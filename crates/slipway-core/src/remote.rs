//! Remote hosting server trait.
//!
//! Commit-status updates, promotion and merge execution live on the hosting
//! side. Failures here are logged by the caller and never roll back build
//! state.

use async_trait::async_trait;
use serde::{Deserialize, Serialize};

use crate::Result;

/// Commit status as understood by the hosting service.
#[derive(Debug, Clone, Copy, PartialEq, Eq, Serialize, Deserialize)]
#[serde(rename_all = "snake_case")]
pub enum CommitState {
    Pending,
    Running,
    Success,
    Failure,
    Error,
}

/// Trait for the source-hosting server.
#[async_trait]
pub trait RemoteServer: Send + Sync {
    /// Push a commit status for `git_ref`.
    async fn update_commit_status(
        &self,
        git_ref: &str,
        state: CommitState,
        description: &str,
    ) -> Result<()>;

    /// Push the deployable reference for a succeeded convergence build.
    async fn promote(&self, git_ref: &str) -> Result<()>;

    /// Merge `git_ref` into its target; called for succeeded builds that
    /// requested merge-on-success.
    async fn merge(&self, branch: &str, git_ref: &str) -> Result<()>;
}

○ ○ ○ ○

= WHAT YOU HAVE TO DO =
Starting at the first line of the records above, please copy each line exactly until you reach the line containing "the hosting service.". Include that line and stop there.

= TASK SOLUTION =
filename crates/slipway-core/src/remote.rs
//! Remote hosting server trait.
//!
//! Commit-status updates, promotion and merge execution live on the hosting
//! side. Failures here are logged by the caller and never roll back build
//! state.

use async_trait::async_trait;
use serde::{Deserialize, Serialize};

use crate::Result;

/// Commit status as understood by the hosting service.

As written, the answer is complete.